When asked if battery technology would ever allow recharging as flexibly as refilling a gasoline tank, Musk gave a very curious answer: "I think it can be even better. The Tesla Supercharger, to be unveiled in a few months, will do a lot more than anyone expects." While the SuperCharger is an awesome piece of technology in the context of the electric car market, it is not going to be as flexible as refueling with gasoline. A gasoline vehicle refuels at a rate of 300 miles or so in under five minutes. The SuperCharger will, according to Tesla's website, refuel the 85 kiloWatt-hour Model S at the rate of 300 miles in about 1 hour. For an electric vehicle to refuel at this rate is an amazing advancement, but it is nowhere near the rate of gasoline cars. This refueling rate means the Model S is the first electric car that can realistically implement the Great American Roadtrip experience (drive 300 miles, refuel, take a lunch break, drive another 300 miles, etc). Musk did hint at June's shareholder meeting that the SuperCharger network would incorporate solar panels into the system in a way that may include quickly swapped battery packs.
When asked about new models designed by Tesla, Musk talked about the Model S, the Model X, and then said "Maybe an E :)". The company has long promised that following the Model X, they would unveil a more affordable electric car. Maybe 'E' is Musk's sideways reference to "Economical".
Later he was asked about the possibility of an electric "supercar" from Tesla, to which Musk said "Yes, we will do an electric supercar at some point. It was going to happen right after the Model X, but it is more important to the world that we do a more affordable electric car. Hopefully, we will get to an electric supercar in 4 to 5 years." This reiterates the long-stated plan of developing an affordable electric car. Given that Elon Musk is currently 41 years old, in 4-5 years he'll be in his mid-to-late 40's and just in time for a mid-life-crisis, and an electric supercar might be on his mind at that time.
Talking about the benchmark Tesla strives for in designing their vehicles, Musk described the corporate goal with the Model S "is to create the best car in the world.. not to win any awards.. but simply to show that such a thing is possible with an *electric* car." Why?
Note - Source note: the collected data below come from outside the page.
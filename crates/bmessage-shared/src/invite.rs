use base64::engine::general_purpose::URL_SAFE_NO_PAD;
use base64::Engine;
use chrono::{DateTime, Utc};
use rand::RngCore;

use crate::constants::{INVITE_PREFIX_LEN, INVITE_RANDOM_BYTES};

const BASE36: &[u8; 36] = b"0123456789abcdefghijklmnopqrstuvwxyz";

/// Generate a fresh group invite link token.
///
/// The token is a fixed-width base36 millisecond timestamp followed by
/// random base64url characters. Callers that need a hard uniqueness
/// guarantee must still check the token against existing links.
pub fn generate_invite_link() -> String {
    generate_at(Utc::now())
}

fn generate_at(now: DateTime<Utc>) -> String {
    let millis = now.timestamp_millis().max(0) as u64;

    let mut random = [0u8; INVITE_RANDOM_BYTES];
    rand::rngs::OsRng.fill_bytes(&mut random);

    let mut token = encode_base36(millis, INVITE_PREFIX_LEN);
    token.push_str(&URL_SAFE_NO_PAD.encode(random));
    token
}

fn encode_base36(mut value: u64, width: usize) -> String {
    let mut digits = Vec::with_capacity(width);
    while value > 0 {
        digits.push(BASE36[(value % 36) as usize]);
        value /= 36;
    }
    while digits.len() < width {
        digits.push(b'0');
    }
    digits.reverse();
    String::from_utf8_lossy(&digits).into_owned()
}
Because of the stereotype "that electric cars can't be better than gasoline" which must be shattered.
Another question asked when there would be "electric cars in major motorsports events," to which Musk answered "We could do it right now and that would be super fun." Indeed there are electrically powered motorsports events today. For example there is an electric motorcycle race this weekend, the finale of the 2012 TTXGP North America series. At the e-Power/TTX electric motorcycle race held in July, five of the bikes ran at lap-times within the range of the 600cc SuperBikes that also raced that same day. Earlier in July at the REFUEL race, a small electric vehicle racing event, several Tesla Model S's smoked the Tesla Roadsters, with the fastest Roadster finishing in fifth place.
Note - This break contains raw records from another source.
use bmessage_store::{Comment, NotificationKind, Post, UserSettings};
use chrono::Utc;
use tracing::info;

use super::{LikeOutcome, Messenger, PostAuthor, PostView, Profile, PublicProfile, UserSummary};
use crate::error::Result;
use crate::feed;
use crate::new_id;
use crate::notify::Event;

impl Messenger {
    /// Every post, newest first, each decorated with the author's current
    /// display fields and settings.
    pub fn feed(&self) -> Result<Vec<PostView>> {
        self.feed
            .newest_first()?
            .into_iter()
            .map(|post| -> Result<PostView> {
                let user = self.directory.get(&post.user_id)?.as_ref().map(PostAuthor::from);
                Ok(PostView { post, user })
            })
            .collect()
    }

    pub fn create_post(&self, author_id: &str, text: String, image: String) -> Result<Post> {
        let post = feed::compose_post(new_id(), author_id, text, image, Utc::now())?;
        let post = self.feed.insert(post)?;
        info!(post = %post.id, user = %author_id, "post created");
        Ok(post)
    }

    pub fn edit_post(&self, post_id: &str, editor_id: &str, text: String) -> Result<Post> {
        let (post, ()) = self
            .feed
            .update(post_id, |p| feed::edit_post(p, editor_id, text, Utc::now()))?;
        info!(post = %post_id, user = %editor_id, "post edited");
        Ok(post)
    }

    pub fn delete_post(&self, post_id: &str, requester_id: &str) -> Result<()> {
        self.feed
            .remove(post_id, |p| feed::check_author(p, requester_id))?;
        info!(post = %post_id, user = %requester_id, "post deleted");
        Ok(())
    }

    /// Like or unlike. Only a new like notifies the author.
    pub fn toggle_like(&self, post_id: &str, user_id: &str) -> Result<LikeOutcome> {
        let (post, liked) = self
            .feed
            .update(post_id, |p| Ok(feed::toggle_like(p, user_id)))?;
        if liked {
            self.notify_post_author(NotificationKind::Like, user_id, &post);
        }
        Ok(LikeOutcome {
            likes: post.likes.len(),
            liked,
        })
    }

    /// The comment carries the author's display fields as they are now.
    pub fn comment_on_post(&self, post_id: &str, author_id: &str, text: String) -> Result<Comment> {
        let author = self.directory.snapshot(author_id)?;
        let comment = feed::compose_comment(new_id(), &author, text, Utc::now())?;
        let post = self.feed.add_comment(post_id, comment.clone())?;
        info!(post = %post_id, user = %author_id, comment = %comment.id, "comment added");
        self.notify_post_author(NotificationKind::Comment, author_id, &post);
        Ok(comment)
    }

    /// The caller's own record, settings included, with their posts.
    pub fn profile(&self, user_id: &str) -> Result<Profile> {
        Ok(Profile {
            user: self.directory.require(user_id)?,
            posts: self.feed.by_author(user_id)?,
        })
    }

    /// Another user's public fields with their posts. Settings are omitted.
    pub fn public_profile(&self, user_id: &str) -> Result<PublicProfile> {
        let user = self.directory.require(user_id)?;
        Ok(PublicProfile {
            user: UserSummary::from(&user),
            posts: self.feed.by_author(user_id)?,
        })
    }

    pub fn update_settings(&self, user_id: &str, patch: UserSettings) -> Result<UserSettings> {
        self.directory.update_settings(user_id, patch)
    }

    fn notify_post_author(&self, kind: NotificationKind, actor_id: &str, post: &Post) {
        if actor_id == post.user_id {
            return;
        }
        let event = Event {
            kind,
            actor_id,
            conversation_id: None,
            message_id: None,
            post_id: Some(&post.id),
            at: Utc::now(),
        };
        self.sink().deliver(event.for_recipient(&post.user_id));
    }
}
The technical problem with this picture is the range issue. The TTXGP electric motorcycle races run for a distance of 22 miles or so, when gas bike races run for 55 miles or more. The REFUEL race runs for 3 laps at a time, when gas car races run for a much longer distance. In the gas powered races they do come into the pit to refuel, but the quickest way to recharge an electric vehicle is to swap the battery pack for a fully charged one. That is solvable, and many people have used fast swapped battery packs in race conditions (Better Place did not invent this idea).
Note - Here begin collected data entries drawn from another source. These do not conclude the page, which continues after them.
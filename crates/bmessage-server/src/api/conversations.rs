use axum::{
    extract::{Path, Request, State},
    Extension, Json,
};
use bmessage_core::{ConversationEntry, Deletion, MessageView};
use bmessage_store::{Message, PrivateChat};
use serde::{Deserialize, Serialize};
use tracing::info;

use super::{AppState, Form, JsonBody};
use crate::auth::CurrentUser;
use crate::error::ServerError;

#[derive(Deserialize)]
pub(super) struct EditMessageRequest {
    text: String,
}

#[derive(Serialize)]
pub(super) struct DeleteMessageResponse {
    success: bool,
    tombstoned: bool,
}

pub(super) async fn list_conversations(
    State(state): State<AppState>,
    Extension(CurrentUser(user_id)): Extension<CurrentUser>,
) -> Result<Json<Vec<ConversationEntry>>, ServerError> {
    Ok(Json(state.run(move |m| m.list_conversations(&user_id)).await?))
}

pub(super) async fn get_messages(
    State(state): State<AppState>,
    Extension(CurrentUser(user_id)): Extension<CurrentUser>,
    Path(id): Path<String>,
) -> Result<Json<Vec<MessageView>>, ServerError> {
    Ok(Json(state.run(move |m| m.messages(&id, &user_id)).await?))
}

/// Accepts multipart (`text`, optional `file`) or JSON (`text`).
pub(super) async fn post_message(
    State(state): State<AppState>,
    Extension(CurrentUser(user_id)): Extension<CurrentUser>,
    Path(id): Path<String>,
    request: Request,
) -> Result<Json<MessageView>, ServerError> {
    let mut form = Form::read(request, "file").await?;
    let text = form.text("text").unwrap_or_default().to_string();

    let (chat_id, author_id) = (id.clone(), user_id.clone());
    state
        .run(move |m| m.check_post_access(&chat_id, &author_id))
        .await?;

    let file = match form.take_file() {
        Some(upload) => Some(upload.store(&state.uploads).await?),
        None => None,
    };
    if let Some(file) = &file {
        info!(user = %user_id, file = %file.filename, size = file.size, "Attachment uploaded");
    }

    let view = state
        .run(move |m| m.post_message(&id, &user_id, text, file))
        .await?;
    Ok(Json(view))
}

pub(super) async fn edit_message(
    State(state): State<AppState>,
    Extension(CurrentUser(user_id)): Extension<CurrentUser>,
    Path((id, message_id)): Path<(String, String)>,
    JsonBody(body): JsonBody<EditMessageRequest>,
) -> Result<Json<Message>, ServerError> {
    let edited = state
        .run(move |m| m.edit_message(&id, &message_id, &user_id, body.text))
        .await?;
    Ok(Json(edited))
}

pub(super) async fn delete_message(
    State(state): State<AppState>,
    Extension(CurrentUser(user_id)): Extension<CurrentUser>,
    Path((id, message_id)): Path<(String, String)>,
) -> Result<Json<DeleteMessageResponse>, ServerError> {
    let deletion = state
        .run(move |m| m.delete_message(&id, &message_id, &user_id))
        .await?;
    Ok(Json(DeleteMessageResponse {
        success: true,
        tombstoned: matches!(deletion, Deletion::Tombstoned(_)),
    }))
}

pub(super) async fn create_private_chat(
    State(state): State<AppState>,
    Extension(CurrentUser(user_id)): Extension<CurrentUser>,
    Path(target_id): Path<String>,
) -> Result<Json<PrivateChat>, ServerError> {
    let chat = state
        .run(move |m| m.create_private_chat(&user_id, &target_id))
        .await?;
    Ok(Json(chat))
}

#[cfg(test)]
mod tests {
    use super::super::test_support::TestApp;
    use axum::http::StatusCode;
    use serde_json::{json, Value};

    async fn chat_between(app: &TestApp, a: &str, b: &str) -> String {
        app.call("GET", "/profile", Some(b), None).await;
        let (status, body) = app
            .call("POST", &format!("/chats/create/{b}"), Some(a), None)
            .await;
        assert_eq!(status, StatusCode::OK);
        body["id"].as_str().unwrap().to_string()
    }

    #[tokio::test]
    async fn test_private_chat_is_reused() {
        let app = TestApp::new().await;
        let first = chat_between(&app, "alice", "bob").await;
        let second = chat_between(&app, "bob", "alice").await;
        assert_eq!(first, second);

        let (status, _) = app
            .call("POST", "/chats/create/nobody", Some("alice"), None)
            .await;
        assert_eq!(status, StatusCode::NOT_FOUND);
        let (status, _) = app
            .call("POST", "/chats/create/alice", Some("alice"), None)
            .await;
        assert_eq!(status, StatusCode::BAD_REQUEST);
    }

    #[tokio::test]
    async fn test_message_lifecycle_over_http() {
        let app = TestApp::new().await;
        let chat = chat_between(&app, "alice", "bob").await;
        let uri = format!("/chats/{chat}/messages");

        let (status, posted) = app
            .call("POST", &uri, Some("alice"), Some(json!({ "text": "hello" })))
            .await;
        assert_eq!(status, StatusCode::OK);
        assert_eq!(posted["user"]["id"], "alice");
        let message_id = posted["id"].as_str().unwrap().to_string();

        let (status, _) = app
            .call("POST", &uri, Some("alice"), Some(json!({ "text": "" })))
            .await;
        assert_eq!(status, StatusCode::BAD_REQUEST);

        let edit_uri = format!("/chats/{chat}/messages/{message_id}");
        let (status, _) = app
            .call("PUT", &edit_uri, Some("bob"), Some(json!({ "text": "mine now" })))
            .await;
        assert_eq!(status, StatusCode::FORBIDDEN);
        let (status, edited) = app
            .call("PUT", &edit_uri, Some("alice"), Some(json!({ "text": "hello!" })))
            .await;
        assert_eq!(status, StatusCode::OK);
        assert_eq!(edited["text"], "hello!");
        assert!(edited.get("edited").is_some());

        let (status, _) = app.call("GET", &uri, Some("carol"), None).await;
        assert_eq!(status, StatusCode::FORBIDDEN);

        let (status, body) = app.call("DELETE", &edit_uri, Some("bob"), None).await;
        assert_eq!(status, StatusCode::OK);
        assert_eq!(body["tombstoned"], false);

        let (_, messages) = app.call("GET", &uri, Some("alice"), None).await;
        assert_eq!(messages, Value::Array(Vec::new()));
    }

    #[tokio::test]
    async fn test_file_message_is_tombstoned() {
        let app = TestApp::new().await;
        let chat = chat_between(&app, "alice", "bob").await;
        let uri = format!("/chats/{chat}/messages");

        let (status, posted) = app
            .multipart(
                &uri,
                "alice",
                &[("text", "")],
                Some(("file", "notes.txt", "text/plain", &b"some notes"[..])),
            )
            .await;
        assert_eq!(status, StatusCode::OK);
        assert_eq!(posted["file"]["type"], "text");
        assert_eq!(posted["file"]["name"], "notes.txt");
        let url = posted["file"]["url"].as_str().unwrap().to_string();
        let message_id = posted["id"].as_str().unwrap().to_string();

        let (status, body) = app
            .call("DELETE", &format!("{uri}/{message_id}"), Some("alice"), None)
            .await;
        assert_eq!(status, StatusCode::OK);
        assert_eq!(body["tombstoned"], true);

        let (_, messages) = app.call("GET", &uri, Some("bob"), None).await;
        assert_eq!(messages[0]["deleted"], true);
        assert!(messages[0].get("file").is_none());

        let (status, body) = app
            .call("PUT", &format!("{uri}/{message_id}"), Some("alice"), Some(json!({ "text": "back" })))
            .await;
        assert_eq!(status, StatusCode::BAD_REQUEST);
        assert!(body["error"].is_string());
        let (status, body) = app
            .call("DELETE", &format!("{uri}/{message_id}"), Some("alice"), None)
            .await;
        assert_eq!(status, StatusCode::OK);
        assert_eq!(body["tombstoned"], true);
        let (_, messages) = app.call("GET", &uri, Some("bob"), None).await;
        assert_eq!(messages.as_array().unwrap().len(), 1);

        // the stored file itself is kept
        let request = axum::http::Request::builder()
            .uri(url)
            .body(axum::body::Body::empty())
            .unwrap();
        let response = tower::ServiceExt::oneshot(app.router.clone(), request)
            .await
            .unwrap();
        assert_eq!(response.status(), StatusCode::OK);
    }

    #[tokio::test]
    async fn test_list_marks_conversation_type() {
        let app = TestApp::new().await;
        let chat = chat_between(&app, "alice", "bob").await;
        app.call(
            "POST",
            &format!("/chats/{chat}/messages"),
            Some("bob"),
            Some(json!({ "text": "hi" })),
        )
        .await;

        let (status, body) = app.call("GET", "/chats", Some("alice"), None).await;
        assert_eq!(status, StatusCode::OK);
        assert_eq!(body[0]["type"], "private");
        assert_eq!(body[0]["otherUser"]["id"], "bob");
        assert_eq!(body[0]["messages"][0]["text"], "hi");
    }
}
For generations of vehicle technology development races have been the venue for testing and improvements. To have an electric vehicle outright win races against gasoline powered vehicles would further the cause of shattering myths about electric cars. Reading between the lines of Elon Musk's psyche, we expect he's not willing to fund a Tesla Motors racing team until they can develop a race car that can beat gas cars.